State v. Casto

[Cite as State v. Casto, 



                              IN THE COURT OF APPEALS OF OHIO
                                 SECOND APPELLATE DISTRICT
                                      CHAMPAIGN COUNTY

 STATE OF OHIO                                   :
          Plaintiff-Appellee                     :   Appellate Case No. 2019-CA-28
 v.                                              :   Trial Court Case No. 2019-CR-235
 JASON MICHAEL CASTO                             :   (Criminal Appeal from
                                                 :   Common Pleas Court)
          Defendant-Appellant                    :



                               Rendered on the 9th day of July, 2021.


ELIZABETH HANNING SMITH, Atty. Reg. No. 0076701, Champaign County
Prosecutor’s Office, 200 North Main Street, Urbana, Ohio 43078
      Attorney for Plaintiff-Appellee

HILARY LERMAN, Atty. Reg. No. 0029975, 249 Wyoming Street, Dayton, Ohio 45409
     Attorney for Defendant-Appellant



       {¶ 1} Defendant-appellant Jason Michael Casto appeals from his conviction,

following a guilty plea, for aggravated possession of drugs. Casto contends the trial

court improperly sentenced him when it failed to abide by the terms of the plea agreement.

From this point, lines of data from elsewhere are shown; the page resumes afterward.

use std::path::Path;

use chrono::{Local, NaiveDate};
use structopt::StructOpt;
use tracing::debug;
use tracing_subscriber::{layer::SubscriberExt, util::SubscriberInitExt, EnvFilter};

mod cli;
mod error;
mod interface;
mod journal;
mod tasks;

use cli::{CommandLineArgs, Request, USAGE};
use interface::{Feedback, TaskManager};

fn init_logging() {
    tracing_subscriber::registry()
        .with(EnvFilter::try_from_default_env().unwrap_or_else(|_| "todo_cli=warn".into()))
        .with(tracing_subscriber::fmt::layer().with_writer(std::io::stderr))
        .init();
}

/// Run one checked request against the tasks file.
fn execute(request: Request, tasks_file: &Path) -> error::Result<Feedback> {
    let mut manager = TaskManager::open(tasks_file)?;
    debug!(
        path = %manager.path().display(),
        count = manager.tasks().len(),
        ?request,
        "running command"
    );
    match request {
        Request::List => Ok(manager.list()),
        Request::Add(description) => manager.add(&description),
        Request::AddDated(description, due_date) => manager.add_dated(&description, due_date),
        Request::Complete(number) => manager.complete(number),
        Request::Delete(number) => manager.delete(number),
    }
}

/// Run the parsed command line and return the text to show the user.
/// Only failures the user can not fix by retyping the command are errors.
fn run(args: CommandLineArgs, today: NaiveDate) -> anyhow::Result<String> {
    let CommandLineArgs { action, tasks_file } = args;

    let action = match action {
        Some(action) => action,
        None => return Ok(USAGE.to_string()),
    };

    // Arguments are checked before the tasks file is touched.
    let request = match action.into_request(today) {
        Ok(request) => request,
        Err(e) => return Ok(e.to_string()),
    };

    // Unpack the tasks file.
    let tasks_file = match tasks_file {
        Some(path) => path,
        None => journal::default_tasks_file()?,
    };

    match execute(request, &tasks_file) {
        Ok(feedback) => Ok(feedback.to_string()),
        Err(e) if e.is_user_facing() => Ok(e.to_string()),
        Err(e) => Err(e.into()),
    }
}

fn main() -> anyhow::Result<()> {
    init_logging();

    // Get the command-line arguments.
    let args = CommandLineArgs::from_args();
    println!("{}", run(args, Local::now().date_naive())?);
    Ok(())
}
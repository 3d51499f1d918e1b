use chrono::{Datelike, NaiveDate};

/// A single entry of the to-do list, saved as one line of the tasks file.
#[derive(Debug, Clone, PartialEq, Eq)]
pub enum Task {
    Plain {
        description: String,
        completed: bool,
    },
    Dated {
        description: String,
        completed: bool,
        due_date: NaiveDate,
    },
}

impl Task {
    pub fn plain(description: impl Into<String>) -> Self {
        Task::Plain {
            description: description.into(),
            completed: false,
        }
    }

    pub fn dated(description: impl Into<String>, due_date: NaiveDate) -> Self {
        Task::Dated {
            description: description.into(),
            completed: false,
            due_date,
        }
    }

    pub fn description(&self) -> &str {
        match self {
            Task::Plain { description, .. } | Task::Dated { description, .. } => description,
        }
    }

    pub fn is_completed(&self) -> bool {
        match self {
            Task::Plain { completed, .. } | Task::Dated { completed, .. } => *completed,
        }
    }

    #[cfg(test)]
    pub fn due_date(&self) -> Option<NaiveDate> {
        match self {
            Task::Plain { .. } => None,
            Task::Dated { due_date, .. } => Some(*due_date),
        }
    }

    /// Mark the task as done. A completed task never goes back to pending.
    pub fn complete(&mut self) {
        match self {
            Task::Plain { completed, .. } | Task::Dated { completed, .. } => *completed = true,
        }
    }

    /// Return the line this task is saved as.
    pub fn render(&self) -> String {
        let prefix = if self.is_completed() { "[X] " } else { "[ ] " };
        match self {
            Task::Plain { description, .. } => format!("{}{}", prefix, description),
            Task::Dated {
                description,
                due_date,
                ..
            } => format!("{}{} (due: {})", prefix, description, fmt_date(*due_date)),
        }
    }
}

/// Fixed width date: 4 digit year, zero padded month and day.
pub fn fmt_date(date: NaiveDate) -> String {
    format!("{:04}-{:02}-{:02}", date.year(), date.month(), date.day())
}
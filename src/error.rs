use std::path::PathBuf;
use thiserror::Error;

/// Errors a single command can end with.
#[derive(Debug, Error)]
pub enum TodoError {
    #[error("Invalid task number: {0}.")]
    InvalidNumber(usize),

    #[error("Invalid input: {0}.")]
    InvalidInput(String),

    /// Carries the prompt shown to the user.
    #[error("{0}")]
    MissingArgument(&'static str),

    #[error("Unknown command: {0}.")]
    UnknownCommand(String),

    #[error("Failed to read tasks from {}: {source}", path.display())]
    Read {
        path: PathBuf,
        #[source]
        source: std::io::Error,
    },

    #[error("Failed to save tasks to {}: {source}", path.display())]
    Save {
        path: PathBuf,
        #[source]
        source: std::io::Error,
    },
}

impl TodoError {
    pub fn invalid_input(detail: impl Into<String>) -> Self {
        TodoError::InvalidInput(detail.into())
    }

    /// Validation errors are answered with a message and a normal exit.
    pub fn is_user_facing(&self) -> bool {
        !matches!(self, TodoError::Read { .. } | TodoError::Save { .. })
    }
}

pub type Result<T> = std::result::Result<T, TodoError>;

He further contends that his defense counsel was ineffective for failing to object to the

sentence and for failing to file a motion to withdraw the plea.

       {¶ 2} We conclude the trial court was not bound by the terms of the plea agreement

and thus did not err in sentencing. We further conclude Casto has failed to demonstrate

that counsel’s representation was defective or that any claimed defect resulted in

prejudice. Accordingly, the judgment of the trial court is affirmed.

                             I.     Facts and Procedural History

       {¶ 3} On October 25, 2019, Casto was charged via a bill of information with one

count of aggravated possession of drugs in violation of R.C. 2925.11(A)(C)(1).

According to the record before us, at the time he committed the offense, Casto was on

community control for a 2018 offense.1 Further, the record shows that Casto had served

two prior prison sentences and that he was also on community control when he committed

the 2018 offense.

       {¶ 4} On October 30, 2019, Casto and the State entered into a plea agreement

whereby Casto would plead guilty and the parties would waive a presentence

investigation report. In addition, Casto agreed to pay costs and fees and to admit to

certain violations of his community control sanctions. The agreement was silent as to

  Casto has not appealed the 2018 case. Therefore, even though the trial court’s
judgment addresses both cases, our review is limited to the 2019 conviction.

sentencing. At the sentencing hearing, defense counsel asked that any sentence for the

two cases be run concurrently, but the State asked for a 14-month sentence, which

necessarily required consecutive sentences.

       {¶ 5} Following a proper Crim.R. 11 plea colloquy, the court found Casto guilty of

the 2019 charge as well as the community control violations related to the 2018 case.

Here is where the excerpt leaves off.